WHAT IS REQUIRED: Output only the lines below from the one containing "(enforced by storage)." to the one containing "static EAR_TAG_RE: Lazy<Regex>", exactly as written, both ends kept.

Collected data entries
-------

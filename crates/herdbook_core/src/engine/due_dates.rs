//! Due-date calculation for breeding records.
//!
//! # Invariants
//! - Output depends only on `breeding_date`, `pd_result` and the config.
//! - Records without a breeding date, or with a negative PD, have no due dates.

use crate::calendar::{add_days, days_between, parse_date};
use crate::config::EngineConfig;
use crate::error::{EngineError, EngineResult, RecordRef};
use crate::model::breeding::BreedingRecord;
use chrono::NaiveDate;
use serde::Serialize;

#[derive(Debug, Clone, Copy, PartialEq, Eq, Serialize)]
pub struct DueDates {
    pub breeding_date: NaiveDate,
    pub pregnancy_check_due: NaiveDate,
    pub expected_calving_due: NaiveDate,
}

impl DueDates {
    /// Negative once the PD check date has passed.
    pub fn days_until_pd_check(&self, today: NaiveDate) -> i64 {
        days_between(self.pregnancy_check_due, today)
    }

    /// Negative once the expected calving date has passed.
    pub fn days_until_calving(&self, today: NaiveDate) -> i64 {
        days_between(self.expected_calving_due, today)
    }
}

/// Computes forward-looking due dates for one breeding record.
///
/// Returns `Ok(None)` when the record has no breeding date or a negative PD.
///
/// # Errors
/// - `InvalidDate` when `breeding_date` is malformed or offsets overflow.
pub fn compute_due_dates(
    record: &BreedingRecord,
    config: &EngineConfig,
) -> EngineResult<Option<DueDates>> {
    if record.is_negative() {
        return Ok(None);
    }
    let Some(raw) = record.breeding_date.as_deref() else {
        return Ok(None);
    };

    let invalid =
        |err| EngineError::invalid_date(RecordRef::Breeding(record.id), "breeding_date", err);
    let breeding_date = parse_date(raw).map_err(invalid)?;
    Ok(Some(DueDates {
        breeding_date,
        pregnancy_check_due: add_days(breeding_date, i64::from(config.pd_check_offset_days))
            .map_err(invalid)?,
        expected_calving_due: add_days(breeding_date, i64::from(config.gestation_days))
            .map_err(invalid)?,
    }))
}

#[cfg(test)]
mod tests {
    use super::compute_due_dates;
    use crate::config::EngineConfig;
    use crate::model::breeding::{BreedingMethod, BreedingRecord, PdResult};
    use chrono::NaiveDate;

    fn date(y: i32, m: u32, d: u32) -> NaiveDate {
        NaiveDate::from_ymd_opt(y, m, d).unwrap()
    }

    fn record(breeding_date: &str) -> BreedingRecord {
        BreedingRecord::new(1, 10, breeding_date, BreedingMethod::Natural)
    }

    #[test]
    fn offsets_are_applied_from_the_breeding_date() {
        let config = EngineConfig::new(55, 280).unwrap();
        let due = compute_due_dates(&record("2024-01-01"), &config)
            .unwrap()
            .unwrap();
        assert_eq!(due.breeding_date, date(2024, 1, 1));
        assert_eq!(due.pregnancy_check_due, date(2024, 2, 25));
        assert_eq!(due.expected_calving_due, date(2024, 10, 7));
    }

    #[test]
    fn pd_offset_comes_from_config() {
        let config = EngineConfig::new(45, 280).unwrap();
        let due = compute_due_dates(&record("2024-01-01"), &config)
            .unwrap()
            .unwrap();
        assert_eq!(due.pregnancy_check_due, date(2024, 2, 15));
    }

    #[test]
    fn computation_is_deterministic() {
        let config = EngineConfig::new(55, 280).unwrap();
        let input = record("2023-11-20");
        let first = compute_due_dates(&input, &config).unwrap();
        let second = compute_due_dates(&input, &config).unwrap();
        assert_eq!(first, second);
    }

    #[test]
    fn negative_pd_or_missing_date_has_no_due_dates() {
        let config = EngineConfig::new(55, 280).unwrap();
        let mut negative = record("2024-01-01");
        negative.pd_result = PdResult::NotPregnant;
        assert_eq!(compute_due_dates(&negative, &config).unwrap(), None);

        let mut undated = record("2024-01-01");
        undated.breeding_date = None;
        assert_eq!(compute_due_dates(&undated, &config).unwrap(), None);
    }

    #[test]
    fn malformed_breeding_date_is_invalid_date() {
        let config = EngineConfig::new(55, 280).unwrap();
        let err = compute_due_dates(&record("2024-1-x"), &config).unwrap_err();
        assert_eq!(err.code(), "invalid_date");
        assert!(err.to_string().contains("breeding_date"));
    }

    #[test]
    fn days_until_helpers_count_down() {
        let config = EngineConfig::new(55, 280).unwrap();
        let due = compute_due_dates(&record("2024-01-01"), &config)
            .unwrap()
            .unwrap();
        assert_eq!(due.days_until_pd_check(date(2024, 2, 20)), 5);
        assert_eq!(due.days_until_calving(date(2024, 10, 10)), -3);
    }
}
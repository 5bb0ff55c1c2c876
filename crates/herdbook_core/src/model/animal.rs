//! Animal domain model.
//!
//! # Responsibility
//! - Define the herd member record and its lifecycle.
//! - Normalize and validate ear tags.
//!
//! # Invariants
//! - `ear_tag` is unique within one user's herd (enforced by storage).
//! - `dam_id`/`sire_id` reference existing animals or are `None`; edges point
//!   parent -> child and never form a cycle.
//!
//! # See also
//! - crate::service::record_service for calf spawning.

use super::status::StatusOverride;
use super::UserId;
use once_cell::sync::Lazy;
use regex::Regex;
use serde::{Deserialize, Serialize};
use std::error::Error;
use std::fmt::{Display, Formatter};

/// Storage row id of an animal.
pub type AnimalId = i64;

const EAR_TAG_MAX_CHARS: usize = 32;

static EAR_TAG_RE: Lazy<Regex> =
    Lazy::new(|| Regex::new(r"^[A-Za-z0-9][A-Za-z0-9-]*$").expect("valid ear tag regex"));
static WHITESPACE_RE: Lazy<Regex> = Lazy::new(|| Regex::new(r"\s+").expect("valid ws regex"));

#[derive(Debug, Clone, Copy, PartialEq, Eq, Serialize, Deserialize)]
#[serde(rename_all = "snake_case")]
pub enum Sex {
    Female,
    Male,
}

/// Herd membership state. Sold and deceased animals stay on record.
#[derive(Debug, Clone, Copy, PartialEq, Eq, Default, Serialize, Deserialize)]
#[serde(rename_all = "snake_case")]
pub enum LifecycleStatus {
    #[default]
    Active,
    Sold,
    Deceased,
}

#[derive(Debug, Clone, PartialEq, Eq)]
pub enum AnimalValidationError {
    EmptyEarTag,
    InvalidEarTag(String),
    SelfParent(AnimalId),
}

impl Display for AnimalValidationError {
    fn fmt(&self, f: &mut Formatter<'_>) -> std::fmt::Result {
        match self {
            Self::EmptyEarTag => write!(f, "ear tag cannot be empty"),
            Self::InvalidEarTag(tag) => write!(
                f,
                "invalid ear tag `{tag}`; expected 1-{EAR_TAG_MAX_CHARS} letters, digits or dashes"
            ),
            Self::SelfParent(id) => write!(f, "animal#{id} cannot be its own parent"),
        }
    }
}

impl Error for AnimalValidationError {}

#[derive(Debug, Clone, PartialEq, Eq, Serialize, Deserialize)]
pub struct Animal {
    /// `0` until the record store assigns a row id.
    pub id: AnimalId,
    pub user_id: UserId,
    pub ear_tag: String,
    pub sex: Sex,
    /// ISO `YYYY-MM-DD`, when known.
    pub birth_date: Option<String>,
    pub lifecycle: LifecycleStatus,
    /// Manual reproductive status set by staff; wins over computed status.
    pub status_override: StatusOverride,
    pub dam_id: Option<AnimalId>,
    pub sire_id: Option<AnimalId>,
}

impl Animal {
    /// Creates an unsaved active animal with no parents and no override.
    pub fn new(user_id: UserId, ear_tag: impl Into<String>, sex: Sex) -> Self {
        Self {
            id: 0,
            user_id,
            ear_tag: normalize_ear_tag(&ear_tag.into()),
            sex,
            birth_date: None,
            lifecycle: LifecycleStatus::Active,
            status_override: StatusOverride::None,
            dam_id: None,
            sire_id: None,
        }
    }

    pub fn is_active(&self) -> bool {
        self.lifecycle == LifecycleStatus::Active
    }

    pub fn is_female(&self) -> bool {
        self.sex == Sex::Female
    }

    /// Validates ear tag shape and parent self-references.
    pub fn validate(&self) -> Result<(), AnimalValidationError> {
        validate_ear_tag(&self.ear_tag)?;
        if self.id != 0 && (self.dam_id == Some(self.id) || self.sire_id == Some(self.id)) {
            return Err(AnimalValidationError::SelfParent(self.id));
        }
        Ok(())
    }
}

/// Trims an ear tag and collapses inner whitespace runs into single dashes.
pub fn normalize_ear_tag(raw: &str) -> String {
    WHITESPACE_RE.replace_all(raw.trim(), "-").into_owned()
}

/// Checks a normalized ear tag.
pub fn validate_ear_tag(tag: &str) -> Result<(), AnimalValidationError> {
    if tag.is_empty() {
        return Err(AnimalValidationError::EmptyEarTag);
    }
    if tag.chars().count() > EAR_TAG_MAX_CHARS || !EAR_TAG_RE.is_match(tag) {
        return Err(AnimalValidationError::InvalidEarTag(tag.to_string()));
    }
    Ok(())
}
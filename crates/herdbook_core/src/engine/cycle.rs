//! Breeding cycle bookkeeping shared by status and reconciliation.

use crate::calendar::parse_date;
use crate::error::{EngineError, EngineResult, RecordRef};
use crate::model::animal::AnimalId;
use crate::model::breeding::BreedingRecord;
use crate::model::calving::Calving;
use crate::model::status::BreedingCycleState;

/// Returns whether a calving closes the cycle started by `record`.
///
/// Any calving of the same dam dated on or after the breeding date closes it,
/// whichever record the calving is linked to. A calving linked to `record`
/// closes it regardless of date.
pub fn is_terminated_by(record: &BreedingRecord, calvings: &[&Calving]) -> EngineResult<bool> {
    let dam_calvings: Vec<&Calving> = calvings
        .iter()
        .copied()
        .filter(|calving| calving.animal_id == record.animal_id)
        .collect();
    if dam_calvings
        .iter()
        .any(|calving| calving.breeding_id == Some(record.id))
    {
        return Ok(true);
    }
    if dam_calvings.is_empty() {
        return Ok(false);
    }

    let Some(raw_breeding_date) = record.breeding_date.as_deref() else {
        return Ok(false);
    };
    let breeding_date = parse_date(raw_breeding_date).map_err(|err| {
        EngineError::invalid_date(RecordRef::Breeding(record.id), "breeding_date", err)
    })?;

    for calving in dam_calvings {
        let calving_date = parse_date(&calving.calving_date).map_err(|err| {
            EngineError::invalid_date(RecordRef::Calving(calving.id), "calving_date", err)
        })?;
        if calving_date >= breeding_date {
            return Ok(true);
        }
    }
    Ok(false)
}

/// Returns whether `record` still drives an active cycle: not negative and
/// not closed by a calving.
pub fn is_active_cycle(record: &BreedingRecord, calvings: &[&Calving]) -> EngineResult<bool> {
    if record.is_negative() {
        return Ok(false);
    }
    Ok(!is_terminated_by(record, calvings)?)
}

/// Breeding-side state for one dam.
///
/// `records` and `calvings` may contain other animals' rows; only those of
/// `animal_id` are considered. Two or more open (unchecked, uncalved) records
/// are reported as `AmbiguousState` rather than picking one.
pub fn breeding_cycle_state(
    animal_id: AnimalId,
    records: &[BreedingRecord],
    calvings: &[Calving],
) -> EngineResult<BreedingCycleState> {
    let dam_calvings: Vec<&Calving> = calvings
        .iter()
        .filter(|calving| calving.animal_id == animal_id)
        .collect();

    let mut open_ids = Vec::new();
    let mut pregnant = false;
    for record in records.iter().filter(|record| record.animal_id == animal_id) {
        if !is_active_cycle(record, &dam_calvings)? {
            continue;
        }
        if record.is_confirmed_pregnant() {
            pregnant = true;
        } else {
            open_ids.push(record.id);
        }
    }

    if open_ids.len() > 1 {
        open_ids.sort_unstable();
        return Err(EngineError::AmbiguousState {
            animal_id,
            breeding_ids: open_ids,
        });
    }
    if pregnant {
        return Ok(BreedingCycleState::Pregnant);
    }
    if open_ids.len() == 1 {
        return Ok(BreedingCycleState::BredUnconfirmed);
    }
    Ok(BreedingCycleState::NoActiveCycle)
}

-------

YOUR RESPONSE:
//! - `ear_tag` is unique within one user's herd (enforced by storage).
//! - `dam_id`/`sire_id` reference existing animals or are `None`; edges point
//!   parent -> child and never form a cycle.
//!
//! # See also
//! - crate::service::record_service for calf spawning.

use super::status::StatusOverride;
use super::UserId;
use once_cell::sync::Lazy;
use regex::Regex;
use serde::{Deserialize, Serialize};
use std::error::Error;
use std::fmt::{Display, Formatter};

/// Storage row id of an animal.
pub type AnimalId = i64;

const EAR_TAG_MAX_CHARS: usize = 32;

static EAR_TAG_RE: Lazy<Regex> =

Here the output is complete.